● Problem details
Repeat the entries below exactly. Begin with the first line and end with the line that contains "population, flows between".

● Data for analysis

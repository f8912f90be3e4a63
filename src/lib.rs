//! A seeded SIR transmission model and the infection data it is compared against
//!
//! The crate has three layers:
//! * [`model`] declares compartmental models: compartments, an initial population, flows between
//!   compartments and requested outputs. Rates may be constants, references to named
//!   [`parameters`], or functions of time from [`time_function`].
//! * [`sir`] uses it to declare the seeded SIR model with [`sir::build_model`], together with its
//!   default parameters. The seeding window comes from [`seeding::get_seed_function`].
//! * [`data`] loads the bundled daily infection counts as a date-indexed
//!   [`time_series::TimeSeries`].
//!
//! The model is a declaration plus its right-hand side; integrating it over time is left to the
//! caller.
pub mod data;
pub mod epoch;
pub mod error;
pub mod log;
pub mod model;
pub mod numeric;
pub mod parameters;
pub mod seeding;
pub mod sir;
pub mod time_function;
pub mod time_series;

pub use error::ModelError;
pub use model::CompartmentalModel;
pub use parameters::{param, ParamName, Parameters, Value};
pub use sir::{build_model, default_parameters};

// Logging macros
pub use crate::log::{debug, error, info, trace, warn};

● Response
repository f8912f90be3e4a63
filename src/lib.rs
//! A seeded SIR transmission model and the infection data it is compared against
//!
//! The crate has three layers:
//! * [`model`] declares compartmental models: compartments, an initial population, flows between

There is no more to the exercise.